At that point, I noticed that they had the wrong zip code for his address.

“I see you have the correct street address, but the wrong zip code. Can you correct that before you send it?”

“Oh, no, I’m sorry, I can’t change anything of his until you send me the POA.”

“But if you send it out, it will go to the wrong place.”

“Oh, yes, I see that. Well, would you like me to send the documents to your address?”

I pause for just a nano second, because experience has told me not to interrupt the ridiculous if it is in my favor.

“Yeah, sure, send it directly to me.”

I gave her my address.

“Now will you be filing that within one week?” she asked me.

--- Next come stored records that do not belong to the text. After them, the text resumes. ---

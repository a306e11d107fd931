//! Presentation boundary - leaderboard formatting
//!
//! The core ranks opaque chain ids; mapping an id to a human-readable name is a
//! lookup table injected here, never consulted inside the pipeline.

use crate::pipeline::RankedRow;
use std::collections::HashMap;

/// Injected `chain id -> display name` lookup
///
/// Unknown ids fall back to the raw id.
#[derive(Debug, Clone, Default)]
pub struct ChainNames {
    names: HashMap<String, String>,
}

impl ChainNames {
    pub fn from_pairs(pairs: &[(&str, &str)]) -> Self {
        Self {
            names: pairs
                .iter()
                .map(|(id, name)| (id.to_string(), name.to_string()))
                .collect(),
        }
    }

    pub fn display_name<'a>(&'a self, chain_id: &'a str) -> &'a str {
        self.names.get(chain_id).map(String::as_str).unwrap_or(chain_id)
    }
}

/// Render the ranked rows as a plain text table
pub fn render_leaderboard(rows: &[RankedRow], names: &ChainNames) -> String {
    let now = chrono::Utc::now().format("%Y-%m-%d %H:%M:%S UTC");

    let mut out = String::new();
    out.push_str(&format!("Top chains by relays (updated {})\n", now));
    out.push_str(&format!("{:<4} {:<24} {:>12}\n", "#", "CHAIN", "RELAYS"));

    if rows.is_empty() {
        out.push_str("(no relay activity in window)\n");
        return out;
    }

    for (i, row) in rows.iter().enumerate() {
        out.push_str(&format!(
            "{:<4} {:<24} {:>12}\n",
            i + 1,
            names.display_name(&row.chain_id),
            row.total_relays
        ));
    }
    out
}
//! Bounded sliding window of per-block chain maps, keyed by height
//!
//! The store retains at most N heights. Re-ingesting a height replaces its entry
//! outright (never an additive merge), which is what makes re-ingestion idempotent
//! with respect to totals. Eviction is purely size-based, oldest height first;
//! there is no time-based expiry.

use super::aggregator::ChainMap;
use std::collections::BTreeMap;

/// Aggregated per-chain totals across every retained height
///
/// Derived state: rebuilt in ascending-height order so that the first-seen order
/// of chains (the ranking tie-break) is deterministic.
pub type AggregateTotals = ChainMap;

/// `height -> ChainMap` store bounded to the most recent N heights
pub struct WindowStore {
    // BTreeMap keeps heights sorted, so the eviction victim is always the first key
    entries: BTreeMap<u64, ChainMap>,

    // Cached totals, invalidated on every mutation
    totals_cache: Option<AggregateTotals>,
}

impl WindowStore {
    pub fn new() -> Self {
        Self {
            entries: BTreeMap::new(),
            totals_cache: None,
        }
    }

    /// Insert or replace the entry for a height
    ///
    /// Replacement (not merge) on an existing height: ingesting the same block
    /// twice must leave totals unchanged, and a re-decode that found different
    /// content wins over what was stored before.
    pub fn upsert(&mut self, height: u64, map: ChainMap) {
        self.entries.insert(height, map);
        self.totals_cache = None;
    }

    /// Drop the smallest heights until at most `capacity` entries remain
    pub fn evict_to_capacity(&mut self, capacity: usize) {
        while self.entries.len() > capacity {
            if let Some((&oldest, _)) = self.entries.iter().next() {
                self.entries.remove(&oldest);
                self.totals_cache = None;
                log::debug!("🧹 Evicted height {} from window", oldest);
            }
        }
    }

    /// Per-chain totals across all retained heights
    ///
    /// Cached between mutations; the cache can never diverge from a from-scratch
    /// recompute because every mutation clears it.
    pub fn totals(&mut self) -> &AggregateTotals {
        let entries = &self.entries;
        self.totals_cache
            .get_or_insert_with(|| Self::recompute_totals(entries))
    }

    fn recompute_totals(entries: &BTreeMap<u64, ChainMap>) -> AggregateTotals {
        let mut totals = AggregateTotals::new();
        // Ascending height order: chains enter the totals map in the order the
        // window first saw them
        for map in entries.values() {
            for (chain, count) in map {
                *totals.entry(chain.clone()).or_insert(0) += count;
            }
        }
        totals
    }

    pub fn len(&self) -> usize {
        self.entries.len()
    }

    pub fn is_empty(&self) -> bool {
        self.entries.is_empty()
    }

    pub fn contains_height(&self, height: u64) -> bool {
        self.entries.contains_key(&height)
    }

    /// Heights currently retained, ascending
    pub fn heights(&self) -> Vec<u64> {
        self.entries.keys().copied().collect()
    }
}

impl Default for WindowStore {
    fn default() -> Self {
        Self::new()
    }
}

“Well, he’s in the hospital for a few days, and may go to a nursing home for rehab or he may come directly  home and rehab there, ” I told her.

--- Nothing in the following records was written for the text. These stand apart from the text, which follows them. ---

//! Ingestion loop - polling, gap backfill, and window maintenance
//!
//! One loop owns the window store and produces every mutation. The tick body runs
//! inline in the timer loop, so a slow pass delays the next tick instead of
//! overlapping it; there is never more than one ingestion pass in flight.
//!
//! Lifecycle:
//! 1. Fetch the latest height H0 and backfill `[max(H0 - N + 1, 1), H0]`
//!    concurrently (fan-out/fan-in; each height is independent and idempotent).
//!    Heights that fail to fetch are skipped, not retried.
//! 2. Every tick, fetch the latest height H1. The first tick ingests only H1.
//!    If H1 has advanced by more than one since the last tick, backfill the
//!    missed heights in ascending order before ingesting H1.
//! 3. After each pass: evict down to N heights, publish the re-ranked totals.
//! 4. A shutdown signal stops the loop; in-flight work is abandoned.

use crate::codec::relay_records_from_base64_tx;
use crate::error::FetchError;
use crate::gateway::{BlockData, BlockFetcher};
use crate::pipeline::aggregator::aggregate_block;
use crate::pipeline::ranking::{rank, RankedRow};
use crate::pipeline::window::WindowStore;
use std::sync::Arc;
use std::time::Duration;
use tokio::sync::watch;
use tokio::time::{interval, MissedTickBehavior};

/// Polling ingestion loop over a block fetcher
///
/// Publishes the ranked top-k chains through a watch channel after every pass.
pub struct IngestionLoop {
    fetcher: Arc<dyn BlockFetcher>,
    store: WindowStore,
    window_size: usize,
    top_k: usize,
    last_seen_height: Option<u64>,
    rankings_tx: watch::Sender<Vec<RankedRow>>,
}

impl IngestionLoop {
    pub fn new(
        fetcher: Arc<dyn BlockFetcher>,
        window_size: usize,
        top_k: usize,
    ) -> (Self, watch::Receiver<Vec<RankedRow>>) {
        let (rankings_tx, rankings_rx) = watch::channel(Vec::new());
        (
            Self {
                fetcher,
                store: WindowStore::new(),
                window_size: window_size.max(1),
                top_k,
                last_seen_height: None,
                rankings_tx,
            },
            rankings_rx,
        )
    }

    /// Run until the shutdown signal fires
    ///
    /// The signal is checked first on every wakeup, and an in-flight pass is
    /// dropped mid-fetch rather than awaited to completion: late results are
    /// discarded with the loop, never applied to a torn-down store.
    pub async fn run(mut self, tick_interval: Duration, mut shutdown: watch::Receiver<bool>) {
        let initial_fill = async {
            match self.fetcher.fetch_latest().await {
                Ok(latest) => self.initial_backfill(latest).await,
                Err(e) => {
                    // Startup is not aborted; the first tick retries "latest"
                    log::warn!("⚠️  Initial latest-block fetch failed: {}", e);
                }
            }
        };
        tokio::select! {
            biased;
            _ = shutdown.changed() => {
                log::info!("🛑 Shutdown signal received, abandoning initial fill");
                return;
            }
            _ = initial_fill => {}
        }

        let mut timer = interval(tick_interval);
        // A slow pass delays subsequent ticks rather than bursting to catch up
        timer.set_missed_tick_behavior(MissedTickBehavior::Delay);
        // interval fires immediately; consume the first tick so polling starts
        // one interval after the initial fill
        timer.tick().await;

        loop {
            tokio::select! {
                biased;
                _ = shutdown.changed() => {
                    log::info!("🛑 Shutdown signal received, stopping ingestion");
                    break;
                }
                _ = timer.tick() => {
                    tokio::select! {
                        biased;
                        _ = shutdown.changed() => {
                            log::info!("🛑 Shutdown signal received, abandoning in-flight pass");
                            break;
                        }
                        _ = self.run_tick() => {}
                    }
                }
            }
        }

        log::info!("✅ Ingestion stopped");
    }

    /// Fill the window with the most recent N heights
    ///
    /// The latest block is already in hand; the rest of the range is fetched
    /// concurrently. Failed heights are logged and skipped without blocking the
    /// transition to steady-state polling.
    pub async fn initial_backfill(&mut self, latest: BlockData) {
        let h0 = latest.height;
        let span = self.window_size as u64;
        let start = h0.saturating_sub(span - 1).max(1);

        log::info!("⏪ Initial backfill: heights {}..={}", start, h0);

        let fetches = (start..h0).map(|height| {
            let fetcher = Arc::clone(&self.fetcher);
            async move { (height, fetcher.fetch_by_height(height).await) }
        });

        for (height, result) in futures::future::join_all(fetches).await {
            match result {
                Ok(block) => self.ingest_block(&block),
                Err(e) => {
                    log::warn!("⚠️  Skipping height {} during initial backfill: {}", height, e);
                }
            }
        }

        self.ingest_block(&latest);
        self.store.evict_to_capacity(self.window_size);
        self.publish();

        log::info!("✅ Initial fill complete: {} heights in window", self.store.len());
    }

    /// One polling pass: fetch latest, backfill any gap, ingest, evict, publish
    ///
    /// A failed latest-fetch makes the whole tick a no-op (no height advance, no
    /// ingestion); the next tick retries.
    pub async fn run_tick(&mut self) {
        let latest = match self.fetcher.fetch_latest().await {
            Ok(block) => block,
            Err(e) => {
                log::warn!("⚠️  Latest block fetch failed, skipping tick: {}", e);
                return;
            }
        };
        let h1 = latest.height;

        if let Some(last) = self.last_seen_height {
            if h1 > last + 1 {
                // Polling can be coarser than block production; recover the
                // missed heights in ascending order before the newest one
                log::info!("⏪ Gap detected: backfilling heights {}..{}", last + 1, h1);
                for height in (last + 1)..h1 {
                    if let Err(e) = self.ingest_height(height).await {
                        log::warn!("⚠️  Skipping height {} during backfill: {}", height, e);
                    }
                }
            }
        }

        // Re-ingesting an unchanged height is a no-op on totals (replace-on-upsert)
        self.ingest_block(&latest);
        self.last_seen_height = Some(h1);
        self.store.evict_to_capacity(self.window_size);
        self.publish();
    }

    /// Fetch one height and merge its relay activity into the window
    async fn ingest_height(&mut self, height: u64) -> Result<(), FetchError> {
        let block = self.fetcher.fetch_by_height(height).await?;
        self.ingest_block(&block);
        Ok(())
    }

    /// Decode a fetched block's transactions and upsert its chain map
    ///
    /// Transactions that fail to decode are skipped individually; a block with no
    /// relay-payment messages contributes an empty map, which is a normal outcome.
    fn ingest_block(&mut self, block: &BlockData) {
        let mut records = Vec::new();
        for tx in &block.txs {
            match relay_records_from_base64_tx(tx) {
                Ok(mut tx_records) => records.append(&mut tx_records),
                Err(e) => {
                    log::warn!(
                        "⚠️  Undecodable transaction in block {}: {}",
                        block.height,
                        e
                    );
                }
            }
        }

        let map = aggregate_block(&records);
        log::debug!(
            "📥 Ingested height {}: {} chains, {} relay records",
            block.height,
            map.len(),
            records.len()
        );
        self.store.upsert(block.height, map);
    }

    fn publish(&mut self) {
        let rankings = rank(self.store.totals(), self.top_k);
        // send_replace never fails, even with no subscribers
        self.rankings_tx.send_replace(rankings);
    }

    pub fn last_seen_height(&self) -> Option<u64> {
        self.last_seen_height
    }

    /// Heights currently retained in the window, ascending
    pub fn window_heights(&self) -> Vec<u64> {
        self.store.heights()
    }

    pub fn window_len(&self) -> usize {
        self.store.len()
    }

    /// Snapshot of the current per-chain totals
    pub fn totals(&mut self) -> crate::pipeline::window::AggregateTotals {
        self.store.totals().clone()
    }
}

“Oh, well then you have to call back and request the forms after he gets home.”

“But it’s long term care insurance,” I said, “either way he will be under long term care.”

“I’m sorry, but I can’t send the forms until he’s home.”

“So,” I say through tears…..of laughter, “you can’t send the forms for long term care until he’s home and not in long term care. And then you can send it to my address until I get you  a copy of the POA to correct his address.”

“Yes!” she says brightly, that’s exactly correct!”080

You just have to Laugh…..”

Cathy Sikorski

Three times is the charm…I don’t think so….

I have spent the last three Friday nights in the hospital emergency room. My brother-in-law has been suffering from pressure wounds, what we lay people would call “bed sores”. Since I’m no nurse and refuse to look at the area between his “gluteal crack and scrotum”, I had no idea it was getting worse, even with care.

On the advice of his home nurse I called the ambulance. My big mistake was I didn’t immediately call 911. You can’t just call the ambulance and say, no one is going to die in the next 10 minutes, so could you come over here and transport?. No, you must call 911 and make it as urgent as possible. Okay, I was a theater major, I can make an emergency if you need me to.

The second Friday night in the ER was because, they sent him home from the hospital too soon even though I begged them to keep him. Within 2 days of his going home and having home nurses and caregivers, and inventors of creative ways to make his wheelchair a place to sit without more bed sores, he was in pain with a draining wound and starting a fever. Five days of IV antibiotics later, they sent him home again.

The very first day the visiting nurse appeared she asked me why he wasn’t sent to rehab. Hmm, good question.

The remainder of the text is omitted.